Meditation guides productivity

What do you think is being happy? That little smile on your face does not necessarily mean that you are actually happy. The concept refers to inner mindful happiness. You might be trying to look for happy times, but you may not find them as you are trying in the wrong way. There are different techniques available online and some are high-paid courses that you can’t afford. So are you in need of a solution that is hassle-free?

Meditation guides productivity is one such solution. You can practice it in your home, at work, while walking on the streets, and elsewhere. Meditation course for happiness is an overwhelming, relative, and effective practice. It comes with different types but the outcome is one and the same. Primarily, to bring your focus to the present, allow you to control the emotions and feelings, and ultimately seek happiness.

Meditation Course Online – Types for You to Seek Happiness

  1. Mindfulness Meditation
  2. Transcendental Meditation
  3. Loving-kindness Meditation

Meditation Course Online – Types for You to Seek Happiness

There will be times when you pushed yourself to be happy but you did not last for long.

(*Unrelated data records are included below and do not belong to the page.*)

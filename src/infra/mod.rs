//! Infrastructure adapters and runtime bootstrap.

pub mod db;
pub mod error;
pub mod remote;
pub mod telemetry;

However, you came back to the same baseline from where you initiated. This is because your state lacks consistency. Probably due to the belief that some are born happy and will stay that way for the rest of their lives. While others will be prone to sadness and misery. As per Time’s study, “not the good nor the bad events change your happiness levels for a consistent long-term”. Here, a mindfulness-based stress reduction online course is the game-changer.

Furthermore, mindfulness, transcendental, and loving-kindness meditation types are your long-term effective solutions. These have different practicing techniques with similar but distinctive benefits. Read on to broaden your knowledge.

1.   Mindfulness Meditation

The simplest and most popular type of meditation practice, mindfulness meditation drives you to stay in the present. During mindfulness, you not only discover happiness but also other inner capabilities that were long hidden under the sheets. Mindfulness allows you to accept these emotions without putting up judgments. After this, you can easily figure out which emotion to take along. Hence, an online mindfulness course is your hold-on-to solution.

Moving on, you can practice mindfulness anywhere; while walking, or sitting, laying down on the bed, or in your car. The exercise is simple, you direct all your focus to your breaths but don’t change the breathing pattern. Start small and concentrate on every part of your body one after the other. Initially, you can begin with a 7-10 minutes session and increase the duration later on.

2.   Transcendental Meditation

Mindfulness involves breathing while transcendental meditation is the spiritual type. However, the exercise is the same – sit somewhere quiet and breathe. The slight difference is that you will recite a mantra, word, or sentence. In a meditation course for happiness, the guide can provide you with a list of mantras. If none of them suits you, come up with your customized one. After this, repeat the verse over and over again until you enter the state of relaxation.

3.   Loving-kindness Meditation

This meditation has its popularity from Buddhism, however, it is now practiced globally due to its benefits. First, as the name implies, this meditation type helps you build a loving-kindness attitude. Secondly, it enhances your capacity for acceptance towards others. Thirdly, the exercise is simple; you just need to speak good loving phrases to yourself and carry out self-upbringing. This way it improves your body and enhances your mind. As per research, mindfulness reduces stress-triggered thoughts but loving-kindness meditation will go even ahead.

If you make meditation course for happiness’ practices a habit, it will help you notice the changes within you. Starting from increasing your happiness levels and retaining them for a longer time and improving your life quality. It makes you more compassionate because the words you recite to yourself become a part of yourself. Moreover, it increases the positive feelings while negating the negative ones. Prevailing happiness all the way.

Commonly Used Steps for All of the Previously Mentioned Meditation Types

  1. Select a peaceful and quiet place. Make sure there is less distraction around plus the place is relaxing.
  2. Pick a posture and sit while relaxing your backbone. Lower your chin and straighten your back.
  3. For all types, close your eyes and start by concentrating on your breathing pattern. Close your eyelids gradually.
  4. For transcendental and loving-kindness meditation, pick out words, phrases, or mantras to recite to yourself.
  5. Afterward, thoughts will cross your mind, don’t try to push them out rather accept them.
  6. Tell yourself that these are mere thoughts and do not portray who you are.
  7. Lose the grip of negative emotions and overcome them, this is your easy and hassle-free way to seek happiness.

In Closing

Are you up to experience and conquer happiness? Follow the above-mentioned steps and pick your desired type to get on the way. Online mindfulness skills course alongside all this will help you to seek happiness.

By Anurag Rathod

Anurag Rathod is an Editor of, who is passionate for app-based startup solutions and on-demand business ideas. He believes in spreading tech trends. He is an avid reader and loves thinking out of the box to promote new technologies.